* [Try it]:
The required result is each line of the entries below containing the string "common".

* [Data]:

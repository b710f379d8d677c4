mod common;

use std::sync::Arc;
use std::time::Duration;

use tokio::time::sleep;
use tokio_test::{assert_err, assert_ok};

use cert_quiz::error::{AppError, ConfigError, GenerationError, SessionError};
use cert_quiz::{
    NavigationEvent, QuestionGenerator, QuizSession, RetryPolicy, SessionOrchestrator,
    SessionPhase,
};
use common::{generator, memory_store, quiz_config, saved_quiz, NumberedBackend};

/// 答对当前题并进入下一题
async fn answer_current(orchestrator: &mut SessionOrchestrator, correct: bool) -> Option<NavigationEvent> {
    let question = orchestrator.current_question().cloned().expect("当前题目应存在");
    let pick = if correct {
        question.correct_answer
    } else {
        (question.correct_answer + 1) % 4
    };
    orchestrator.select_answer(pick);
    let outcome = orchestrator.submit_answer().await.expect("提交应被接受");
    assert_eq!(outcome.record.is_correct, correct);
    assert_ok!(orchestrator.session().check_invariants());
    assert_eq!(orchestrator.score(), orchestrator.session().computed_score());
    orchestrator.advance().await
}

#[tokio::test(start_paused = true)]
async fn background_generation_fills_the_session() {
    let backend = Arc::new(NumberedBackend::new());
    let store = memory_store();
    let mut orchestrator =
        SessionOrchestrator::new(quiz_config(3), generator(&backend), store.clone()).unwrap();

    orchestrator.start().await.unwrap();
    assert_eq!(orchestrator.phase(), &SessionPhase::Ready);
    assert_eq!(orchestrator.session().current_questions.len(), 1);
    assert!(orchestrator.is_preparing_questions());

    sleep(Duration::from_secs(5)).await;
    assert_eq!(orchestrator.poll_background(), 2);
    assert!(!orchestrator.is_preparing_questions());

    let texts: Vec<&str> = orchestrator
        .session()
        .current_questions
        .iter()
        .map(|q| q.question.as_str())
        .collect();
    assert_eq!(texts, ["Question 1?", "Question 2?", "Question 3?"]);

    assert_eq!(answer_current(&mut orchestrator, true).await, Some(NavigationEvent::Moved { index: 1 }));
    assert_eq!(answer_current(&mut orchestrator, true).await, Some(NavigationEvent::Moved { index: 2 }));
    assert!(matches!(
        answer_current(&mut orchestrator, true).await,
        Some(NavigationEvent::Completed(answers)) if answers.len() == 3
    ));

    // 题目都由后台提前生成，作答过程中没有额外请求
    assert_eq!(backend.calls(), vec![1, 2, 3]);
    assert_eq!(orchestrator.score(), 3);
}

#[tokio::test(start_paused = true)]
async fn completed_session_is_persisted_with_quiz_record() {
    let backend = Arc::new(NumberedBackend::new());
    let store = memory_store();
    let mut orchestrator =
        SessionOrchestrator::new(quiz_config(2), generator(&backend), store.clone()).unwrap();
    orchestrator.start().await.unwrap();

    answer_current(&mut orchestrator, true).await;
    let saved = store
        .load_session(&orchestrator.session().id)
        .await
        .unwrap()
        .unwrap();
    assert_eq!(saved.answers.len(), 1);
    assert!(!saved.completed);

    let event = answer_current(&mut orchestrator, false).await;
    assert!(matches!(event, Some(NavigationEvent::Completed(ref a)) if a.len() == 2));
    assert!(orchestrator.is_completed());
    assert_eq!(orchestrator.score(), 1);

    let saved = store
        .load_session(&orchestrator.session().id)
        .await
        .unwrap()
        .unwrap();
    assert!(saved.completed);
    assert_eq!(saved.answers.len(), 2);
    assert_eq!(saved.score, 1);

    let quizzes = store.load_quizzes().await.unwrap();
    assert_eq!(quizzes.len(), 1);
    assert_eq!(quizzes[0].title, "AWS SAA Practice Quiz (Complete)");
    assert_eq!(quizzes[0].questions.len(), 2);
}

#[tokio::test(start_paused = true)]
async fn first_question_failure_is_terminal_until_retry() {
    let backend = Arc::new(NumberedBackend::new().fail_times(1, 3));
    let mut orchestrator =
        SessionOrchestrator::new(quiz_config(2), generator(&backend), memory_store()).unwrap();

    let err = orchestrator.start().await.unwrap_err();
    assert!(matches!(
        err,
        AppError::Generation(GenerationError::Exhausted { attempts: 3, .. })
    ));
    assert!(matches!(orchestrator.phase(), SessionPhase::Failed(_)));
    assert!(orchestrator.error().is_some());
    assert!(!orchestrator.is_preparing_questions());
    assert!(orchestrator.current_question().is_none());
    assert_eq!(backend.calls(), vec![1, 1, 1]);

    // 还没作答，提交无效
    orchestrator.select_answer(0);
    assert!(orchestrator.submit_answer().await.is_none());

    orchestrator.retry().await.unwrap();
    assert_eq!(orchestrator.phase(), &SessionPhase::Ready);
    assert!(orchestrator.error().is_none());
    assert_eq!(orchestrator.current_question().unwrap().question, "Question 1?");
    assert!(matches!(
        orchestrator.retry().await,
        Err(AppError::Session(SessionError::NothingToRetry))
    ));
}

#[tokio::test(start_paused = true)]
async fn exit_without_questions_saves_nothing() {
    let backend = Arc::new(NumberedBackend::new().always_fail(1));
    let store = memory_store();
    let mut orchestrator =
        SessionOrchestrator::new(quiz_config(2), generator(&backend), store.clone()).unwrap();

    assert_err!(orchestrator.start().await);
    let snapshot = orchestrator.exit().await;

    assert!(snapshot.current_questions.is_empty());
    assert_eq!(orchestrator.phase(), &SessionPhase::Exited);
    assert!(store.load_sessions().await.unwrap().is_empty());
}

#[tokio::test(start_paused = true)]
async fn missing_question_is_requested_synchronously() {
    let backend = Arc::new(NumberedBackend::new());
    let mut orchestrator =
        SessionOrchestrator::new(quiz_config(2), generator(&backend), memory_store())
            .unwrap()
            .with_stagger(Duration::from_secs(600));
    orchestrator.start().await.unwrap();

    assert_eq!(
        answer_current(&mut orchestrator, true).await,
        Some(NavigationEvent::Moved { index: 1 })
    );
    assert_eq!(orchestrator.current_question().unwrap().question, "Question 2?");

    assert!(matches!(
        answer_current(&mut orchestrator, true).await,
        Some(NavigationEvent::Completed(_))
    ));
    assert!(!orchestrator.is_preparing_questions());
    assert_eq!(backend.calls(), vec![1, 2]);
}

#[tokio::test(start_paused = true)]
async fn failed_synchronous_request_waits_for_background() {
    let backend = Arc::new(NumberedBackend::new().fail_times(2, 1));
    let no_retries = RetryPolicy {
        max_retries: 0,
        ..RetryPolicy::single_question()
    };
    let generator = QuestionGenerator::new(backend.clone()).with_policy(no_retries);
    let mut orchestrator =
        SessionOrchestrator::new(quiz_config(2), generator, memory_store()).unwrap();
    orchestrator.start().await.unwrap();

    let event = answer_current(&mut orchestrator, true).await;

    assert_eq!(event, Some(NavigationEvent::Moved { index: 1 }));
    assert_eq!(orchestrator.current_question().unwrap().question, "Question 2?");
    assert_eq!(backend.calls(), vec![1, 2, 2]);
}

#[tokio::test(start_paused = true)]
async fn unobtainable_question_shortens_the_quiz() {
    let backend = Arc::new(NumberedBackend::new().always_fail(3));
    let store = memory_store();
    let mut orchestrator =
        SessionOrchestrator::new(quiz_config(3), generator(&backend), store.clone()).unwrap();
    orchestrator.start().await.unwrap();

    // 等后台任务跑完（第 3 题重试耗尽）
    sleep(Duration::from_secs(10)).await;
    assert_eq!(orchestrator.poll_background(), 1);

    answer_current(&mut orchestrator, true).await;
    let event = answer_current(&mut orchestrator, true).await;

    assert!(matches!(event, Some(NavigationEvent::Completed(ref a)) if a.len() == 2));
    assert!(orchestrator.is_completed());
    assert_eq!(orchestrator.session().target_questions, 2);
    assert_eq!(orchestrator.session().config.number_of_questions, 3);
    assert_ok!(orchestrator.session().check_invariants());
    // 后台 3 次 + 同步 3 次
    assert_eq!(backend.calls().iter().filter(|n| **n == 3).count(), 6);

    let quizzes = store.load_quizzes().await.unwrap();
    assert_eq!(quizzes[0].questions.len(), 2);
}

#[tokio::test(start_paused = true)]
async fn replay_uses_saved_questions_and_marks_source_complete() {
    let backend = Arc::new(NumberedBackend::new());
    let store = memory_store();
    let quiz = saved_quiz(2);
    store.upsert_quiz(quiz.clone()).await.unwrap();

    let mut orchestrator =
        SessionOrchestrator::replay(&quiz, generator(&backend), store.clone()).unwrap();
    orchestrator.start().await.unwrap();
    assert!(!orchestrator.is_preparing_questions());
    assert_eq!(orchestrator.session().target_questions, 2);

    answer_current(&mut orchestrator, true).await;
    answer_current(&mut orchestrator, true).await;

    assert!(orchestrator.is_completed());
    assert!(backend.calls().is_empty());

    let quizzes = store.load_quizzes().await.unwrap();
    assert_eq!(quizzes.len(), 1);
    assert_eq!(quizzes[0].id, quiz.id);
    assert_eq!(quizzes[0].title, "AWS SAA Practice Quiz (Complete)");
}

#[tokio::test]
async fn replay_of_empty_quiz_is_rejected() {
    let backend = Arc::new(NumberedBackend::new());
    let quiz = saved_quiz(0);

    let result = SessionOrchestrator::replay(&quiz, generator(&backend), memory_store());
    assert!(matches!(result, Err(SessionError::NoQuestions)));
}

#[tokio::test(start_paused = true)]
async fn resumed_replay_still_marks_its_source_quiz() {
    let backend = Arc::new(NumberedBackend::new());
    let store = memory_store();
    let quiz = saved_quiz(2);
    store.upsert_quiz(quiz.clone()).await.unwrap();

    let mut first = SessionOrchestrator::replay(&quiz, generator(&backend), store.clone()).unwrap();
    first.start().await.unwrap();
    answer_current(&mut first, true).await;
    let snapshot = first.exit().await;
    drop(first);

    let stored = store.load_session(&snapshot.id).await.unwrap().unwrap();
    assert_eq!(stored.source_quiz_id.as_deref(), Some(quiz.id.as_str()));

    let mut resumed = SessionOrchestrator::resume(stored, generator(&backend), store.clone()).unwrap();
    resumed.start().await.unwrap();
    let event = answer_current(&mut resumed, true).await;
    assert!(matches!(event, Some(NavigationEvent::Completed(_))));

    let quizzes = store.load_quizzes().await.unwrap();
    assert_eq!(quizzes.len(), 1);
    assert_eq!(quizzes[0].id, quiz.id);
    assert_eq!(quizzes[0].title, "AWS SAA Practice Quiz (Complete)");
    assert!(backend.calls().is_empty());
}

#[tokio::test]
async fn resume_reports_why_a_stored_session_is_inconsistent() {
    let backend = Arc::new(NumberedBackend::new());
    let quiz = saved_quiz(3);

    let mut session = QuizSession::new(quiz_config(2));
    session.current_questions = quiz.questions.clone();

    match SessionOrchestrator::resume(session, generator(&backend), memory_store()) {
        Err(SessionError::Corrupt(reason)) => assert!(reason.contains("超过目标数"), "{}", reason),
        Err(other) => panic!("unexpected error: {:?}", other),
        Ok(_) => panic!("inconsistent session was accepted"),
    }
}

#[tokio::test(start_paused = true)]
async fn resume_continues_a_stored_session() {
    let backend = Arc::new(NumberedBackend::new());
    let store = memory_store();

    let mut first =
        SessionOrchestrator::new(quiz_config(3), generator(&backend), store.clone())
            .unwrap()
            .with_stagger(Duration::from_secs(600));
    first.start().await.unwrap();
    answer_current(&mut first, true).await;
    let snapshot = first.exit().await;
    drop(first);

    let stored = store.load_session(&snapshot.id).await.unwrap().unwrap();
    assert_eq!(stored.answers.len(), 1);

    let mut resumed = SessionOrchestrator::resume(stored, generator(&backend), store.clone())
        .unwrap()
        .with_stagger(Duration::from_millis(10));
    resumed.start().await.unwrap();

    assert_eq!(resumed.navigation().current_index(), 1);
    assert_eq!(resumed.score(), 1);
    assert_eq!(resumed.current_question().unwrap().question, "Question 2?");

    answer_current(&mut resumed, true).await;
    let event = answer_current(&mut resumed, false).await;
    assert!(matches!(event, Some(NavigationEvent::Completed(ref a)) if a.len() == 3));
    assert_eq!(resumed.score(), 2);
    assert_eq!(resumed.session().id, snapshot.id);

    let finished = store.load_session(&snapshot.id).await.unwrap().unwrap();
    assert!(finished.completed);
    assert!(matches!(
        SessionOrchestrator::resume(finished, generator(&backend), store),
        Err(SessionError::Finished)
    ));
}

#[tokio::test(start_paused = true)]
async fn restart_requires_all_questions() {
    let backend = Arc::new(NumberedBackend::new());
    let mut pending =
        SessionOrchestrator::new(quiz_config(3), generator(&backend), memory_store())
            .unwrap()
            .with_stagger(Duration::from_secs(600));
    pending.start().await.unwrap();
    assert!(matches!(
        pending.restart(),
        Err(SessionError::QuestionsPending { acquired: 1, target: 3 })
    ));

    let quiz = saved_quiz(1);
    let mut replay = SessionOrchestrator::replay(&quiz, generator(&backend), memory_store()).unwrap();
    replay.start().await.unwrap();
    answer_current(&mut replay, true).await;
    assert!(replay.is_completed());

    replay.restart().unwrap();
    assert_eq!(replay.phase(), &SessionPhase::Ready);
    assert_eq!(replay.score(), 0);
    assert!(replay.session().answers.is_empty());
    assert!(!replay.session().completed);
    assert_eq!(replay.navigation().current_index(), 0);
}

#[tokio::test(start_paused = true)]
async fn exit_mid_session_saves_progress_and_stops_generation() {
    let backend = Arc::new(NumberedBackend::new());
    let store = memory_store();
    let mut orchestrator =
        SessionOrchestrator::new(quiz_config(5), generator(&backend), store.clone())
            .unwrap()
            .with_stagger(Duration::from_secs(600));
    orchestrator.start().await.unwrap();
    answer_current(&mut orchestrator, true).await;

    let snapshot = orchestrator.exit().await;

    assert_eq!(snapshot.answers.len(), 1);
    assert_eq!(orchestrator.phase(), &SessionPhase::Exited);
    assert!(!orchestrator.is_preparing_questions());
    assert!(orchestrator.submit_answer().await.is_none());
    assert!(orchestrator.advance().await.is_none());
    assert_eq!(store.load_session(&snapshot.id).await.unwrap().unwrap(), snapshot);

    sleep(Duration::from_secs(3600)).await;
    assert_eq!(backend.calls().len(), 2);
}

#[tokio::test(start_paused = true)]
async fn repeated_submit_and_start_are_ignored() {
    let backend = Arc::new(NumberedBackend::new());
    let mut orchestrator =
        SessionOrchestrator::new(quiz_config(2), generator(&backend), memory_store()).unwrap();
    orchestrator.start().await.unwrap();

    assert!(matches!(
        orchestrator.start().await,
        Err(AppError::Session(SessionError::AlreadyStarted))
    ));

    orchestrator.select_answer(1);
    orchestrator.select_answer(1);
    assert!(orchestrator.submit_answer().await.is_some());
    assert!(orchestrator.submit_answer().await.is_none());
    assert_eq!(orchestrator.session().answers.len(), 1);
}

#[test]
fn invalid_configuration_never_reaches_the_provider() {
    let backend = Arc::new(NumberedBackend::new());

    for count in [0, 21] {
        let result = SessionOrchestrator::new(quiz_config(count), generator(&backend), memory_store());
        assert!(matches!(
            result,
            Err(ConfigError::QuestionCountOutOfRange { .. })
        ));
    }

    let mut missing_key = quiz_config(5);
    missing_key.api_key.clear();
    assert!(matches!(
        SessionOrchestrator::new(missing_key, generator(&backend), memory_store()),
        Err(ConfigError::MissingApiKey)
    ));
    assert!(backend.calls().is_empty());
}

* [Expected answer]:
mod common;
use common::{generator, memory_store, quiz_config, saved_quiz, NumberedBackend};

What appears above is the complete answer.